Releasing a faulty chip causes tremendous costs. Imagine the following simple example: A company manufactures 100,000 chips, and sells them at the price of \$1 per chip. We assume that one percent of the chips (i.e., 1,000 chips) are faulty. When the faulty chips are immediately detected after production through tests before they get sold, costs of \$1,000 will arise. When the faulty chips get detected after they have been sold and soldered on a board, costs will already result in \$50,000 if repairing a malfunctioning board costs \$50. Even worse, when the failing parts get detected after integration into a whole system, costs will boost to \$1,000,000 when repairing a non-working system costs \$1,000. This simple example clearly emphasizes the need of detecting faulty parts as early as possible after production.

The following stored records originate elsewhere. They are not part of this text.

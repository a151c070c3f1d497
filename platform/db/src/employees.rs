use chrono::Utc;
use entity::employee::{self, Building, Column, Status};
use sea_orm::{
    ConnectionTrait, EntityTrait, Iterable,
    prelude::DateTimeWithTimeZone,
    sea_query::{
        Alias, Asterisk, ColumnDef, Condition, Expr, Func, LikeExpr, Order, Query,
        SelectStatement, SimpleExpr, Table,
    },
};
use tracing::{info, instrument};

use crate::{DbError, DbPool, DbResult, TableName};

/// Escape character for LIKE patterns; inlined into SQL, so it must need no
/// quoting on any backend.
const LIKE_ESCAPE: char = '!';

/// Columns matched by a free-text search.
const SEARCHABLE: [Column; 6] = [
    Column::LastName,
    Column::FirstName,
    Column::MiddleName,
    Column::Position,
    Column::Phone,
    Column::Email,
];

/// Columns written on insert, in the order of [`NewEmployee::values`].
const INSERT_COLUMNS: [Column; 10] = [
    Column::LastName,
    Column::FirstName,
    Column::MiddleName,
    Column::Position,
    Column::Phone,
    Column::Email,
    Column::Building,
    Column::Comments,
    Column::Status,
    Column::CreatedAt,
];

/// Row selection for [`EmployeeStore::find`].
#[derive(Clone, Debug, PartialEq, Eq)]
pub enum EmployeeFilter {
    All,
    /// Case-insensitive substring over the searchable columns.
    Matching(String),
}

/// Fields supplied when inserting a row; id and creation time are assigned on
/// insert.
#[derive(Clone, Debug)]
pub struct NewEmployee {
    pub last_name: String,
    pub first_name: String,
    pub middle_name: Option<String>,
    pub position: String,
    pub phone: String,
    pub email: Option<String>,
    pub building: Building,
    pub comments: Option<String>,
    pub status: Status,
}

impl NewEmployee {
    fn values(&self, created_at: DateTimeWithTimeZone) -> [SimpleExpr; 10] {
        [
            self.last_name.clone().into(),
            self.first_name.clone().into(),
            self.middle_name.clone().into(),
            self.position.clone().into(),
            self.phone.clone().into(),
            self.email.clone().into(),
            self.building.as_str().into(),
            self.comments.clone().into(),
            self.status.as_str().into(),
            created_at.into(),
        ]
    }
}

/// Record store for the employee table.
#[derive(Clone, Debug)]
pub struct EmployeeStore {
    pool: DbPool,
    table: TableName,
}

impl EmployeeStore {
    pub fn new(pool: DbPool, table: TableName) -> Self {
        Self { pool, table }
    }

    pub fn pool(&self) -> &DbPool {
        &self.pool
    }

    pub fn table(&self) -> &TableName {
        &self.table
    }

    /// Creates the table with its enumeration checks when it is missing.
    #[instrument(name = "store.ensure_table", skip(self), fields(table = %self.table))]
    pub async fn ensure_table(&self) -> DbResult<()> {
        let mut create = Table::create();
        create
            .table(self.table.iden())
            .if_not_exists()
            .col(
                ColumnDef::new(Column::Id)
                    .integer()
                    .not_null()
                    .auto_increment()
                    .primary_key(),
            )
            .col(ColumnDef::new(Column::LastName).string_len(100).not_null())
            .col(ColumnDef::new(Column::FirstName).string_len(100).not_null())
            .col(ColumnDef::new(Column::MiddleName).string_len(100))
            .col(ColumnDef::new(Column::Position).string_len(200).not_null())
            .col(ColumnDef::new(Column::Phone).string_len(20).not_null())
            .col(ColumnDef::new(Column::Email).string_len(150))
            .col(
                ColumnDef::new(Column::Building)
                    .string_len(50)
                    .not_null()
                    .check(Expr::col(Column::Building).is_in(Building::iter().map(Building::as_str))),
            )
            .col(ColumnDef::new(Column::Comments).text())
            .col(
                ColumnDef::new(Column::Status)
                    .string_len(20)
                    .not_null()
                    .check(Expr::col(Column::Status).is_in(Status::iter().map(Status::as_str))),
            )
            .col(
                ColumnDef::new(Column::CreatedAt)
                    .timestamp_with_time_zone()
                    .not_null()
                    .default(Expr::current_timestamp()),
            );
        let backend = self.pool.get_database_backend();
        self.pool.execute(backend.build(&create)).await?;
        Ok(())
    }

    pub async fn count(&self) -> DbResult<u64> {
        let mut query = Query::select();
        query
            .expr_as(Func::count(Expr::col(Asterisk)), Alias::new("count"))
            .from(self.table.iden());
        let backend = self.pool.get_database_backend();
        let row = self
            .pool
            .query_one(backend.build(&query))
            .await?
            .ok_or(DbError::EmptyResult)?;
        let count: i64 = row.try_get("", "count")?;
        Ok(u64::try_from(count).unwrap_or_default())
    }

    /// Inserts one row and returns the id the store assigned.
    pub async fn insert(&self, new: &NewEmployee) -> DbResult<i32> {
        let created_at: DateTimeWithTimeZone = Utc::now().into();
        let mut insert = Query::insert();
        insert
            .into_table(self.table.iden())
            .columns(INSERT_COLUMNS)
            .values(new.values(created_at))
            .map_err(|err| DbError::Statement(err.to_string()))?
            .returning_col(Column::Id);
        let backend = self.pool.get_database_backend();
        let row = self
            .pool
            .query_one(backend.build(&insert))
            .await?
            .ok_or(DbError::EmptyResult)?;
        Ok(row.try_get("", "id")?)
    }

    /// Inserts the sample rows when the table is empty; returns how many were
    /// written. All rows go in one statement, so a failure leaves none.
    #[instrument(name = "store.seed_samples", skip(self), fields(table = %self.table))]
    pub async fn seed_samples(&self) -> DbResult<u64> {
        if self.count().await? > 0 {
            return Ok(0);
        }
        let created_at: DateTimeWithTimeZone = Utc::now().into();
        let mut insert = Query::insert();
        insert.into_table(self.table.iden()).columns(INSERT_COLUMNS);
        for sample in sample_employees() {
            insert
                .values(sample.values(created_at))
                .map_err(|err| DbError::Statement(err.to_string()))?;
        }
        let backend = self.pool.get_database_backend();
        let written = self.pool.execute(backend.build(&insert)).await?.rows_affected();
        info!(rows = written, "inserted sample employees");
        Ok(written)
    }

    /// Ordered by last name, first name, then id.
    #[instrument(name = "store.find", skip_all, fields(table = %self.table))]
    pub async fn find(&self, filter: &EmployeeFilter) -> DbResult<Vec<employee::Model>> {
        let mut query = self.select();
        if let EmployeeFilter::Matching(term) = filter {
            query.cond_where(matching(term));
        }
        query
            .order_by(Column::LastName, Order::Asc)
            .order_by(Column::FirstName, Order::Asc)
            .order_by(Column::Id, Order::Asc);
        let backend = self.pool.get_database_backend();
        let rows = employee::Entity::find()
            .from_raw_sql(backend.build(&query))
            .all(&self.pool)
            .await?;
        Ok(rows)
    }

    #[instrument(name = "store.find_by_id", skip(self), fields(table = %self.table))]
    pub async fn find_by_id(&self, id: i32) -> DbResult<Option<employee::Model>> {
        let mut query = self.select();
        query.and_where(Expr::col(Column::Id).eq(id));
        let backend = self.pool.get_database_backend();
        let row = employee::Entity::find()
            .from_raw_sql(backend.build(&query))
            .one(&self.pool)
            .await?;
        Ok(row)
    }

    fn select(&self) -> SelectStatement {
        let mut query = Query::select();
        query.columns(Column::iter()).from(self.table.iden());
        query
    }
}

fn matching(term: &str) -> Condition {
    let pattern = format!("%{}%", escape_like(&term.to_lowercase()));
    SEARCHABLE.into_iter().fold(Condition::any(), |cond, column| {
        cond.add(
            Expr::expr(Func::lower(Expr::col(column)))
                .like(LikeExpr::new(pattern.clone()).escape(LIKE_ESCAPE)),
        )
    })
}

/// Makes `%`, `_` and the escape character match literally.
fn escape_like(term: &str) -> String {
    let mut escaped = String::with_capacity(term.len());
    for c in term.chars() {
        if matches!(c, '%' | '_') || c == LIKE_ESCAPE {
            escaped.push(LIKE_ESCAPE);
        }
        escaped.push(c);
    }
    escaped
}

/// Rows written by the `seed` command into an empty table.
pub fn sample_employees() -> Vec<NewEmployee> {
    let row = |last: &str,
               first: &str,
               middle: &str,
               position: &str,
               phone: &str,
               email: &str,
               building: Building,
               comments: &str,
               status: Status| NewEmployee {
        last_name: last.into(),
        first_name: first.into(),
        middle_name: Some(middle.into()),
        position: position.into(),
        phone: phone.into(),
        email: Some(email.into()),
        building,
        comments: Some(comments.into()),
        status,
    };
    vec![
        row(
            "Ivanov",
            "Ivan",
            "Ivanovich",
            "Senior Developer",
            "+7-999-123-45-67",
            "ivanov@company.com",
            Building::HqA,
            "Team lead backend team",
            Status::Active,
        ),
        row(
            "Petrova",
            "Maria",
            "Sergeevna",
            "Project Manager",
            "+7-999-123-45-68",
            "petrova@company.com",
            Building::HqB,
            "PMO department",
            Status::Active,
        ),
        row(
            "Sidorov",
            "Alexey",
            "Petrovich",
            "Business Analyst",
            "+7-999-123-45-69",
            "sidorov@company.com",
            Building::Remote,
            "External consultant",
            Status::External,
        ),
        row(
            "Kozlova",
            "Olga",
            "Vladimirovna",
            "Designer",
            "+7-999-123-45-70",
            "kozlova@company.com",
            Building::Everywhere,
            "UI/UX designer",
            Status::Active,
        ),
    ]
}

In order to get confidence about proper operation of a microchip after production, reliable tests are necessary. For realizing such reliable tests, the underlying test concepts that are used have to be planned and included at the design time of a hardware circuit. This so-called "design-for-test" approach integrates additional test structures to a circuit to allow fast and comprehensive analysis of a chip after production. The more internal details of a chip can be accessed, the more comprehensive tests can be conducted, lowering the chance that malfunctioning parts remain undetected.

A powerful and widely-used test concept uses scan chains that provide access to the values internally stored in the flip flops of a hardware circuit. For cryptographic devices, giving access to internal values can be problematic. As shown in the work of Yang et al. [\[29,](#page-21-10) [30](#page-21-11)], test structures based on scan chains can be easily used to mount attacks against cryptographic devices. In order to prevent such attacks, test structures of security-related devices are typically deactivated after successfully testing the chip (e.g. by blowing a fuse) or even totally removed by cutting them off [\[11](#page-20-14)].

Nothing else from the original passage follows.